DATA EXTRACT Block Start

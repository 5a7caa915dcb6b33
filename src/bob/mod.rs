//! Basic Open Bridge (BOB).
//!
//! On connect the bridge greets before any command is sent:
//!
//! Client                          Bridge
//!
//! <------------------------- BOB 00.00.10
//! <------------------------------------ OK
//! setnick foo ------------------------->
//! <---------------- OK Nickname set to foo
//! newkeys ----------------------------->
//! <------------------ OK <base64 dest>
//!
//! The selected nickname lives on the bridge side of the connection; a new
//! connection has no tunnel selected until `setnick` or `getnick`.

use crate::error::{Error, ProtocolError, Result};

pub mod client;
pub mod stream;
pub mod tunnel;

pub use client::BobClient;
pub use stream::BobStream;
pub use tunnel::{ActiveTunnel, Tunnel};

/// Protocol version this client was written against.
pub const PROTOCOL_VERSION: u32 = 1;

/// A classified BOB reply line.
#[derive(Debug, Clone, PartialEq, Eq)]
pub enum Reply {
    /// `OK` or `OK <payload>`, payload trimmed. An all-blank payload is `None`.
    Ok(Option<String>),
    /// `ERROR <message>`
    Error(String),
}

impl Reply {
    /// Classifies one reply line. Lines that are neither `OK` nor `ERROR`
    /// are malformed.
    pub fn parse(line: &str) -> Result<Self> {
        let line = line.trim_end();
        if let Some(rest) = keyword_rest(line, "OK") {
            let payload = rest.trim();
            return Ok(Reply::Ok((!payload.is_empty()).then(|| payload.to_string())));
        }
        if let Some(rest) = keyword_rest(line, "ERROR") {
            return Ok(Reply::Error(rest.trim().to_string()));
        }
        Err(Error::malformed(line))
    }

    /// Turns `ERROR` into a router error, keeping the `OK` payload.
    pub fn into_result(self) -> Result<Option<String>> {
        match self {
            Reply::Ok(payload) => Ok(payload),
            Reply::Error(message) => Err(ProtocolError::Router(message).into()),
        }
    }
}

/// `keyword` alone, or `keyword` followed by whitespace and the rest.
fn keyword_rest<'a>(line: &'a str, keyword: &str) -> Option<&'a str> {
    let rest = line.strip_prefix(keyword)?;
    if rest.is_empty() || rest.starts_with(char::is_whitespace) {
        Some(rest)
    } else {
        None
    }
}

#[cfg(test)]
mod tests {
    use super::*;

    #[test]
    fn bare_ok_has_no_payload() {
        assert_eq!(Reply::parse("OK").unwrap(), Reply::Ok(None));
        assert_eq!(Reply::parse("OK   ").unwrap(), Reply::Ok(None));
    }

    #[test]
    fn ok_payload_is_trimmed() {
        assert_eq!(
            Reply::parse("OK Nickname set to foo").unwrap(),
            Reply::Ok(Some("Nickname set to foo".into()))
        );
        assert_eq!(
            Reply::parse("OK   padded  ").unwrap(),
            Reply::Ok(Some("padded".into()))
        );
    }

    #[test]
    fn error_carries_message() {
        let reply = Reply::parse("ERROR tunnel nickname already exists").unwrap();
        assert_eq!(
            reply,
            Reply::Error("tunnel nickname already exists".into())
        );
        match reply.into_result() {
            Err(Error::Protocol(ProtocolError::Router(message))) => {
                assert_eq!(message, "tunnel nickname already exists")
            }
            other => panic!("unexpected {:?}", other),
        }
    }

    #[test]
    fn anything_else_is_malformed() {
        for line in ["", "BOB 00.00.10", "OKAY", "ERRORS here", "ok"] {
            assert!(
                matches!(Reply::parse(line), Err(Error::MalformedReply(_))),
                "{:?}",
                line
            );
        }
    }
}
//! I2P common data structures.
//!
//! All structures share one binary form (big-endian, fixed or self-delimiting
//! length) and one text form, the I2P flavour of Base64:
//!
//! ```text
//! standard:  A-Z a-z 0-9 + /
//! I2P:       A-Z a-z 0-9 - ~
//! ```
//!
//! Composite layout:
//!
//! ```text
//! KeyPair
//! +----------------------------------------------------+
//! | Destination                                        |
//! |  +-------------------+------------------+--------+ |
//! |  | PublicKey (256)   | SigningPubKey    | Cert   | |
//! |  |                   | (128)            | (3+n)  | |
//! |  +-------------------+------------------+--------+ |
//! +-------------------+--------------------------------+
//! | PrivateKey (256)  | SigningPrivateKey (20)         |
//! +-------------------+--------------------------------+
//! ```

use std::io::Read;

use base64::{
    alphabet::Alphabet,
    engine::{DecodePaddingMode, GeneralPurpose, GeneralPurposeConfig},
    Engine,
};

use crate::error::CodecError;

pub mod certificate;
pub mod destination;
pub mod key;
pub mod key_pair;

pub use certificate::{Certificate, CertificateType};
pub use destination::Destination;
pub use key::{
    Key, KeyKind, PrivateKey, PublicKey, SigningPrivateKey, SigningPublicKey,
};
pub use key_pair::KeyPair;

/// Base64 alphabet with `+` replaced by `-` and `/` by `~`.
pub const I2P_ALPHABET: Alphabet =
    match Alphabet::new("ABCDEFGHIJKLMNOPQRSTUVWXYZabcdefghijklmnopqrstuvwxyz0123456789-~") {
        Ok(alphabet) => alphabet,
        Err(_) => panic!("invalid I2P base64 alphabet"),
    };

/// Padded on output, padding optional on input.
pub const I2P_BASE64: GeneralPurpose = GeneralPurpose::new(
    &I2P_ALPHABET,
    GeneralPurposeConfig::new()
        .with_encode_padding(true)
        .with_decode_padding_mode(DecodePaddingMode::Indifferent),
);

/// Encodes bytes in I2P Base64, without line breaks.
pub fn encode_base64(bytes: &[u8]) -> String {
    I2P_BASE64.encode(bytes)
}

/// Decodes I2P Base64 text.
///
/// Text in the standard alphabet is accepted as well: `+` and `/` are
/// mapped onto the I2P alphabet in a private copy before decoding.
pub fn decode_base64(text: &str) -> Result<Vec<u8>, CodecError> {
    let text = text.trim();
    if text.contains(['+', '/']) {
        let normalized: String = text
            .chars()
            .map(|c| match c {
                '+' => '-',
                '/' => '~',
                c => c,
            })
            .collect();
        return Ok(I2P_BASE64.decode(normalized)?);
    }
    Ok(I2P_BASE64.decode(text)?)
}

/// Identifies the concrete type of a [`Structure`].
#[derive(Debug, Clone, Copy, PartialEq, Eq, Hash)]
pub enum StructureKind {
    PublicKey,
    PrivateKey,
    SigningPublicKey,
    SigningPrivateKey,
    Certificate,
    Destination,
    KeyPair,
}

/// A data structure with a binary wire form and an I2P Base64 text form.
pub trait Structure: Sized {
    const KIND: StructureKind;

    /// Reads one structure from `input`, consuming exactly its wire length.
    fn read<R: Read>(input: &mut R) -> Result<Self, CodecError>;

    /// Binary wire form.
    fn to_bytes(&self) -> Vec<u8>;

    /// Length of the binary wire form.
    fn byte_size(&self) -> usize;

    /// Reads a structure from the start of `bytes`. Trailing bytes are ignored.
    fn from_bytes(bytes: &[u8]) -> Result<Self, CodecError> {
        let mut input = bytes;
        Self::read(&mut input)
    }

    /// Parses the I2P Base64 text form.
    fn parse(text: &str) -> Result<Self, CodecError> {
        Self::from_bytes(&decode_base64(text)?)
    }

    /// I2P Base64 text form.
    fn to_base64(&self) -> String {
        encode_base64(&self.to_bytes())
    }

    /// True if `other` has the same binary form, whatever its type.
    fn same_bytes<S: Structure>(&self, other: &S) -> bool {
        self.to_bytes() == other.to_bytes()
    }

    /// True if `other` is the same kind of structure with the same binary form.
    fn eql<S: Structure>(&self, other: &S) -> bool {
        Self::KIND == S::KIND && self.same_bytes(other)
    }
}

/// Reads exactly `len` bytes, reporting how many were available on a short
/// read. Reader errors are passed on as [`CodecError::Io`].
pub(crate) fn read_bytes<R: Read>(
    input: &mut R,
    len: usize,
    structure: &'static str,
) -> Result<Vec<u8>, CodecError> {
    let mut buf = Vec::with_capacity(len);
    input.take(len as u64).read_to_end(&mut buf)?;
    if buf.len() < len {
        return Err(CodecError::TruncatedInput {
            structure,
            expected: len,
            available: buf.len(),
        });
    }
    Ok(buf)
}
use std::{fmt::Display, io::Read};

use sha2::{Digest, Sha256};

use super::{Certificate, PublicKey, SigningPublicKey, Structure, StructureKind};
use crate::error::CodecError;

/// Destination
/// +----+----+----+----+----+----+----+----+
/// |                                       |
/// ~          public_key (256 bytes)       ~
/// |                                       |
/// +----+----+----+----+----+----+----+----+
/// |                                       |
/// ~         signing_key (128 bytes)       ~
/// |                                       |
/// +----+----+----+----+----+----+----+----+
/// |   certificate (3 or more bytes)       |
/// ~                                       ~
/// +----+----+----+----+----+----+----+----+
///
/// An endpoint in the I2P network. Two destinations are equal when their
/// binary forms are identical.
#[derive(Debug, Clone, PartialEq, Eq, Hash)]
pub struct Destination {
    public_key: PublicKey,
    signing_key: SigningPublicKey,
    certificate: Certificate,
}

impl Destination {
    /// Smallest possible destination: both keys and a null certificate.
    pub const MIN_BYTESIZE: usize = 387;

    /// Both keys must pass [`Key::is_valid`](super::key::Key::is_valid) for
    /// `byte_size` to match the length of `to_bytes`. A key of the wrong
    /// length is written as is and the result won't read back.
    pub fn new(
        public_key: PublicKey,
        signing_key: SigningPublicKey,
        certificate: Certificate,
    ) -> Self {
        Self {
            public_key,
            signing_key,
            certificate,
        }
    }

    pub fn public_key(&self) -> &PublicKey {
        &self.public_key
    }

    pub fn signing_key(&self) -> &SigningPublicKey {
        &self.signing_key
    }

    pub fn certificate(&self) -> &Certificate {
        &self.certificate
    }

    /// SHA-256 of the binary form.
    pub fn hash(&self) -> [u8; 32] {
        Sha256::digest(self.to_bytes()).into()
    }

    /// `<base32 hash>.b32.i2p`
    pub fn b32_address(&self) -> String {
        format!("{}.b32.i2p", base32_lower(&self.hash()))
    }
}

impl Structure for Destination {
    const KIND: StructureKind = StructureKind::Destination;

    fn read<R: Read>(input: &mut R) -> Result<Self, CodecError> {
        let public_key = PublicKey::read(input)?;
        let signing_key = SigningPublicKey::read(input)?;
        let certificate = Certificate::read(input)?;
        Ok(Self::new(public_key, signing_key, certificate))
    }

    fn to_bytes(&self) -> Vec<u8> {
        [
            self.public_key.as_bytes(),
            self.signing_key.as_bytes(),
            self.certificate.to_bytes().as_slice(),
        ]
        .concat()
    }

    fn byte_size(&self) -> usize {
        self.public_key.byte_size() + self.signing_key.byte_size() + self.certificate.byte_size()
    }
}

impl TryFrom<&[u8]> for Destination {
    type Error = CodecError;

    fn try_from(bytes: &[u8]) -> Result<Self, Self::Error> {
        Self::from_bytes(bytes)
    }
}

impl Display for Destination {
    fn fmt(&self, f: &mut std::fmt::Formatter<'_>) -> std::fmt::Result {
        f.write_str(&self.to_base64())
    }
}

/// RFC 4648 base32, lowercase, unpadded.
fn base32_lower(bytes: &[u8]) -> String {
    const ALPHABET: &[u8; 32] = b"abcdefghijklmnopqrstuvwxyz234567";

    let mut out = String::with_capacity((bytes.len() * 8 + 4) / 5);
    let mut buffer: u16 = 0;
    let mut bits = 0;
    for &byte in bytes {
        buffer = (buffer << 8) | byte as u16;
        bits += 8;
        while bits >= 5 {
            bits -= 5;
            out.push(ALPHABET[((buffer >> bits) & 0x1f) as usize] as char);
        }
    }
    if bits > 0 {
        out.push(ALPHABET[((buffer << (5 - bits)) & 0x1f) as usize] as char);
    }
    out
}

DATA EXTRACT Block End
DATA EXTRACT Block Start

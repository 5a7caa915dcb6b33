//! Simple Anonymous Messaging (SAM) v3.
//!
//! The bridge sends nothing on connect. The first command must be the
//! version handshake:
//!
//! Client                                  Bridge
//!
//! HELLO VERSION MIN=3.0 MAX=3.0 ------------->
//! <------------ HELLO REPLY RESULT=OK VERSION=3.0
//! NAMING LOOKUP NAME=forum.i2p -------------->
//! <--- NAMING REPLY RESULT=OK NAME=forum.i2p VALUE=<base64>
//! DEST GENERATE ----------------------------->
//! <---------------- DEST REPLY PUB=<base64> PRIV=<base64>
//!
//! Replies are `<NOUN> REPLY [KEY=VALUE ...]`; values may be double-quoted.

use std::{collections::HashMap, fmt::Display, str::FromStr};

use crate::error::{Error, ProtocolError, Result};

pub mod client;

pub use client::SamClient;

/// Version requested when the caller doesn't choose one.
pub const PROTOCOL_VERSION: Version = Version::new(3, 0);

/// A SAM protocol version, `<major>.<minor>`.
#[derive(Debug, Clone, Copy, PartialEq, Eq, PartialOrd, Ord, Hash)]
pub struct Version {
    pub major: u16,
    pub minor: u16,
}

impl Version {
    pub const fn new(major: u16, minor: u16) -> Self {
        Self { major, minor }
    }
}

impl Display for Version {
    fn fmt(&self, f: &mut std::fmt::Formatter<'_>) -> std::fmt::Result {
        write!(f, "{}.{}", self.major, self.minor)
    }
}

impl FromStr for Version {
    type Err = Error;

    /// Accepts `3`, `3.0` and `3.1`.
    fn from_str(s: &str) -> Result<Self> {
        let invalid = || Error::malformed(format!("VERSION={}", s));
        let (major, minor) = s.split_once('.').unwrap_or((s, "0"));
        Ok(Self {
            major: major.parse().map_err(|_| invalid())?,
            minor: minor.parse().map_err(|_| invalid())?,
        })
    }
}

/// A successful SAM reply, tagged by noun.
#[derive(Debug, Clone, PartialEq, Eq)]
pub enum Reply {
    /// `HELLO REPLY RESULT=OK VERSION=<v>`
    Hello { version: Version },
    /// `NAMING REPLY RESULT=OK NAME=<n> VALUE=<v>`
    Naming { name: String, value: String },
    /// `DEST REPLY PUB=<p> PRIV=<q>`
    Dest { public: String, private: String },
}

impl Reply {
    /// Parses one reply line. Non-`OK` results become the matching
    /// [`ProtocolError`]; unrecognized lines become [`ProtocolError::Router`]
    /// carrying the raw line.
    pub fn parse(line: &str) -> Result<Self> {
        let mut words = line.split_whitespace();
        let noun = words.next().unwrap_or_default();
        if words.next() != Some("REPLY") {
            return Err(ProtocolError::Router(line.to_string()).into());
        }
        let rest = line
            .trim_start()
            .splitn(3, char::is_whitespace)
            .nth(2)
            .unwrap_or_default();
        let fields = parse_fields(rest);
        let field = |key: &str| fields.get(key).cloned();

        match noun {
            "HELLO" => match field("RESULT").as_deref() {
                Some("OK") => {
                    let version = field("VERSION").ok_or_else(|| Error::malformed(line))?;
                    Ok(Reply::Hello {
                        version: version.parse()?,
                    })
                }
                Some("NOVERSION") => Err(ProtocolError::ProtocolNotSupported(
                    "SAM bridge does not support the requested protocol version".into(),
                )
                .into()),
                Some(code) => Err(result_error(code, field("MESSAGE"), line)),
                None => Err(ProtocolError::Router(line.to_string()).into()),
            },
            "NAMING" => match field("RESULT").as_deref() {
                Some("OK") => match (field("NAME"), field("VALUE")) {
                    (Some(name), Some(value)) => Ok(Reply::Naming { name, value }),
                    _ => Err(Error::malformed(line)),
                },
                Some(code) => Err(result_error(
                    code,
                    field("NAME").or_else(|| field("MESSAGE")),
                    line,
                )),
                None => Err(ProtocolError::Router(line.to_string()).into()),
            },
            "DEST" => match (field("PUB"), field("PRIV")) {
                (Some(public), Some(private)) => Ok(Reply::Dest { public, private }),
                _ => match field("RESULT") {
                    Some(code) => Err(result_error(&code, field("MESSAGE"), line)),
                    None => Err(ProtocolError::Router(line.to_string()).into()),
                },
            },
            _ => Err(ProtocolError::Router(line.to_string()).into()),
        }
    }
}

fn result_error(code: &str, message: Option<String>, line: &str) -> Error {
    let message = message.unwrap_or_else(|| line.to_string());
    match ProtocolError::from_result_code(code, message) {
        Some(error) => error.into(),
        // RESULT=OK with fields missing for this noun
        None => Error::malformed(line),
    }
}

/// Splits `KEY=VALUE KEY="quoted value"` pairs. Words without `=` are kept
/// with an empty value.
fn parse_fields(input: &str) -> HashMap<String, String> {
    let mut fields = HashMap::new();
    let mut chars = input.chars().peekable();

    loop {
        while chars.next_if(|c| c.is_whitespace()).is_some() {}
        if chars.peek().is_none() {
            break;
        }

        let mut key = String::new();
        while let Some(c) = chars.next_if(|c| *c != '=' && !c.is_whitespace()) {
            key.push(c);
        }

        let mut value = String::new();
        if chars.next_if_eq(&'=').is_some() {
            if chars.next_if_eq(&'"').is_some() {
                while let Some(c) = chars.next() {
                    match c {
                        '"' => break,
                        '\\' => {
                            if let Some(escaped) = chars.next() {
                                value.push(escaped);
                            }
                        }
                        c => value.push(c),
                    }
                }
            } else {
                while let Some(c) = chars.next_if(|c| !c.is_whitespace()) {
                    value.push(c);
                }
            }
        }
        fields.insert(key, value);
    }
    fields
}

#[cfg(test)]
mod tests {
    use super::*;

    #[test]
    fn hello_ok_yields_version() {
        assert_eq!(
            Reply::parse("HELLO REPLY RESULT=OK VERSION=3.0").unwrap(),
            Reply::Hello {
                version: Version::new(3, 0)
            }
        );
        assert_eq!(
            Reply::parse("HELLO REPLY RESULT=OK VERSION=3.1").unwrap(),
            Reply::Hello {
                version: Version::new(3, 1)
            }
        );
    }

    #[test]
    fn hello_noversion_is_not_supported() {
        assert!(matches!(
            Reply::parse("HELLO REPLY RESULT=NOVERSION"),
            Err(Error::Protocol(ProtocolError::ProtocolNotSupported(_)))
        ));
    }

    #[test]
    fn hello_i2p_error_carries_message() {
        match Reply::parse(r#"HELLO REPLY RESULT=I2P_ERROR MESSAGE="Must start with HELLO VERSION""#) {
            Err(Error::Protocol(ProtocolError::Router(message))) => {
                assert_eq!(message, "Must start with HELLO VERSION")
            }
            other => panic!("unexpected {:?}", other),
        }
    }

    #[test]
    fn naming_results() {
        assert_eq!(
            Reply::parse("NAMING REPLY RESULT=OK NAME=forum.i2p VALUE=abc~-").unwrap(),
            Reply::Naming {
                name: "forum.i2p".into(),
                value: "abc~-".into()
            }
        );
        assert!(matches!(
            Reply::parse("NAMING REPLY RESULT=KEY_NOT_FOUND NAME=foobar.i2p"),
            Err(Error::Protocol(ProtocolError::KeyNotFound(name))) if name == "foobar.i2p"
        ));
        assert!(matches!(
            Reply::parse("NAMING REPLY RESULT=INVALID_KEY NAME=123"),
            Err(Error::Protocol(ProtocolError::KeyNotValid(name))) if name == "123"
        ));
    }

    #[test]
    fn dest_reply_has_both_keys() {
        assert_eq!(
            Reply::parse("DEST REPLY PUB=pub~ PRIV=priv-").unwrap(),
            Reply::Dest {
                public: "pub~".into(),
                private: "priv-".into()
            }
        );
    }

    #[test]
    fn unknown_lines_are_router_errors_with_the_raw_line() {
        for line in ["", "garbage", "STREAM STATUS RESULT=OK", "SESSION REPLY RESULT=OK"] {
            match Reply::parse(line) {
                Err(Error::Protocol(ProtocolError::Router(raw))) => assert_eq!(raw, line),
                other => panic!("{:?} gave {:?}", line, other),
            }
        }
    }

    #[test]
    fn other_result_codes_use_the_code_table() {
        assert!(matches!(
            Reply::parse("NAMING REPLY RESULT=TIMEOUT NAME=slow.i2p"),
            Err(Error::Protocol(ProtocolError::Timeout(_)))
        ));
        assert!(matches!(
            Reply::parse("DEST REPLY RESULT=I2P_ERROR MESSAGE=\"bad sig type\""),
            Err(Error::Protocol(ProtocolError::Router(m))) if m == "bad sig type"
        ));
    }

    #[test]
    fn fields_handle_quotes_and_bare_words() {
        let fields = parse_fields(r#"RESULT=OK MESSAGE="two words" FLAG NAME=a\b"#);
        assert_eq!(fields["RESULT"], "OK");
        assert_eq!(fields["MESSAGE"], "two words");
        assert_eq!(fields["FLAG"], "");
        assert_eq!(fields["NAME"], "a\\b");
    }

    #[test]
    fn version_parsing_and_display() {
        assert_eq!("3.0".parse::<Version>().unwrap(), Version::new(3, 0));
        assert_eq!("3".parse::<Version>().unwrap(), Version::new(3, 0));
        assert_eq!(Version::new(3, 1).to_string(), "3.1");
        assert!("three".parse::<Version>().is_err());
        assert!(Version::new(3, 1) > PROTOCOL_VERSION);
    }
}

DATA EXTRACT Block End
DATA EXTRACT Block Start

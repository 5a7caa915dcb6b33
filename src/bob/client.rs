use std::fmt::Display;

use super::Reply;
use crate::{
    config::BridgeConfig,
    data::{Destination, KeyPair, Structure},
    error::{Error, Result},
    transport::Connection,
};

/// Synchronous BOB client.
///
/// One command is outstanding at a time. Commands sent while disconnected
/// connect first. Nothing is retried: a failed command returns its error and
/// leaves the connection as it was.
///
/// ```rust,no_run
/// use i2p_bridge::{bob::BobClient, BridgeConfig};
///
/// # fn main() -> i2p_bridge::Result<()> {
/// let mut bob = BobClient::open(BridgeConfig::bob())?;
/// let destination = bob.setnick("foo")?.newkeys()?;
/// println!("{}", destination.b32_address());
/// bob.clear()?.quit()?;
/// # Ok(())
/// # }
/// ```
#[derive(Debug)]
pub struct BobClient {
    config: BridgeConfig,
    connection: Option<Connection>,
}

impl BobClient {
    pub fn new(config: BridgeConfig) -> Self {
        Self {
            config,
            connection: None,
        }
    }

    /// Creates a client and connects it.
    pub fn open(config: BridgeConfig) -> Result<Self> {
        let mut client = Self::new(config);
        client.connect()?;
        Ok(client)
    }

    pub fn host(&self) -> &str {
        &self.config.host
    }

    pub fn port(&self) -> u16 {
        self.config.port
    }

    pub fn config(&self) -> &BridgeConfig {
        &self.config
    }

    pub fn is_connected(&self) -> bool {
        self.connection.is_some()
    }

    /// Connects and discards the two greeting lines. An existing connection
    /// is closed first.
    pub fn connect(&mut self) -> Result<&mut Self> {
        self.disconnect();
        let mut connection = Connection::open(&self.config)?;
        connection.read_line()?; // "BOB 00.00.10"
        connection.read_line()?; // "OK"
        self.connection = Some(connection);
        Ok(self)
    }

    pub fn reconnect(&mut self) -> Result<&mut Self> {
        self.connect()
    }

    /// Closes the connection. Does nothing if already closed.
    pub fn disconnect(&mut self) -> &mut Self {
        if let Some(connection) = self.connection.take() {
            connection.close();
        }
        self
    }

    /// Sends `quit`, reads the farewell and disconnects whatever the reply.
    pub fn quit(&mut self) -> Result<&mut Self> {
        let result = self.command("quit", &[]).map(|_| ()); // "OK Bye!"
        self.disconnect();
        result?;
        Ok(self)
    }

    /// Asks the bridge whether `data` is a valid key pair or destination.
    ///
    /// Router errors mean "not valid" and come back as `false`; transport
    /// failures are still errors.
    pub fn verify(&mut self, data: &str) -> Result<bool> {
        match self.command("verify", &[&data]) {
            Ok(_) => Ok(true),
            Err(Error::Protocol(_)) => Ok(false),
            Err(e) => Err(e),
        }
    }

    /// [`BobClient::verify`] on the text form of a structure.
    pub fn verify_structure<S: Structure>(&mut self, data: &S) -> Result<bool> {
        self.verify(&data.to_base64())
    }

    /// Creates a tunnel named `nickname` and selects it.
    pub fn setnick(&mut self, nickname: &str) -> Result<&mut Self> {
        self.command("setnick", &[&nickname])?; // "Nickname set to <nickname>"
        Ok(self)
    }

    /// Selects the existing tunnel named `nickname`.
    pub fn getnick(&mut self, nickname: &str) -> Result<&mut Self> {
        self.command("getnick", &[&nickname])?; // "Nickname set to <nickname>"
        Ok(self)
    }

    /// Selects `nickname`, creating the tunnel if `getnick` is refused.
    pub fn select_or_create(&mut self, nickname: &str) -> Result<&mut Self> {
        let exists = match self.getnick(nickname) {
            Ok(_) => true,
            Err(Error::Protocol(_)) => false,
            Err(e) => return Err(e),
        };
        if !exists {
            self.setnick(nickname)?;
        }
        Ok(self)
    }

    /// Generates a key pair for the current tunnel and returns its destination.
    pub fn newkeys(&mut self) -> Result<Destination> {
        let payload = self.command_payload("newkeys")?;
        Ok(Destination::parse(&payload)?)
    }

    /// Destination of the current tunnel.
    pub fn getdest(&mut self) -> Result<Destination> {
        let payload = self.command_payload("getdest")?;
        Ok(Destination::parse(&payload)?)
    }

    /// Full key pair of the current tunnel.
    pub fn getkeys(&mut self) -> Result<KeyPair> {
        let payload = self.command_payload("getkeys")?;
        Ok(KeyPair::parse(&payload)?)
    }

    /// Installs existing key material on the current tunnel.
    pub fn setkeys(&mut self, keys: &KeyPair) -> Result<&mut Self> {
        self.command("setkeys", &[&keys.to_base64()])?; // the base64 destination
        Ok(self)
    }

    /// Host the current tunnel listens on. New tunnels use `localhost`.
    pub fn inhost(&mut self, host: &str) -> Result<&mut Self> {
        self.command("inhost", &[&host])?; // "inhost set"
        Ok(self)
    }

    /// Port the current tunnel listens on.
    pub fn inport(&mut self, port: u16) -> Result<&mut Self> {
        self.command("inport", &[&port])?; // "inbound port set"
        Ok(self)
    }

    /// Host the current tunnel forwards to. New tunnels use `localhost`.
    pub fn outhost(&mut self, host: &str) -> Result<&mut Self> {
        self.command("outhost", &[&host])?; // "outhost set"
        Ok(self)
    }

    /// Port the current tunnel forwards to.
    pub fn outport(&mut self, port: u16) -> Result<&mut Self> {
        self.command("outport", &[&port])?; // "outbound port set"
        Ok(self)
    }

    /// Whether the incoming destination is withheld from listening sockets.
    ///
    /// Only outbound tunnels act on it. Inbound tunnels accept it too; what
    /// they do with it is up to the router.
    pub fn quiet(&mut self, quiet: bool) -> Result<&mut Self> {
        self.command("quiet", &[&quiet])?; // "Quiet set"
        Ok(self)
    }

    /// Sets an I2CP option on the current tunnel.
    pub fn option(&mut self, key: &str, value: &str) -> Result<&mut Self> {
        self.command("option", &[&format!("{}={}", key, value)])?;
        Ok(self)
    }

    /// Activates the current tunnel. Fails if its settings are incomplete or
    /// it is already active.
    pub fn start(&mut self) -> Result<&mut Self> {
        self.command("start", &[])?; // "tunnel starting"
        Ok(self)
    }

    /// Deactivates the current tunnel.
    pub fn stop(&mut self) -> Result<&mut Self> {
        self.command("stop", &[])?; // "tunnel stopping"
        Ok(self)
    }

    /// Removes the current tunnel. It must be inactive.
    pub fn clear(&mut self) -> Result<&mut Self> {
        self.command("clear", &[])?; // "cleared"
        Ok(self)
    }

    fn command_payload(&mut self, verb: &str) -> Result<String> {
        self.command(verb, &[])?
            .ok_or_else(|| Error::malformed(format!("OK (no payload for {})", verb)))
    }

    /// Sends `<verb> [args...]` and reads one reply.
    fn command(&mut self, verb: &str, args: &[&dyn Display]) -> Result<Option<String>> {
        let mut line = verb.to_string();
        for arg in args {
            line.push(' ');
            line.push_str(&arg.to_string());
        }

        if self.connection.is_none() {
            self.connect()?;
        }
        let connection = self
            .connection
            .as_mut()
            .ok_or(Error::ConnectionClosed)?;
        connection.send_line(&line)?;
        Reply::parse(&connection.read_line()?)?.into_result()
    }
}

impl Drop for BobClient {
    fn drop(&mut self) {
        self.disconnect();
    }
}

DATA EXTRACT Block End

TASK DESCRIPTION | Scan the lines above, and whenever one holds the string "super", copy it.

YOUR RESPONSE |
    use super::*;
use super::{Certificate, PublicKey, SigningPublicKey, Structure, StructureKind};
    /// Both keys must pass [`Key::is_valid`](super::key::Key::is_valid) for
    use super::*;
use super::Reply;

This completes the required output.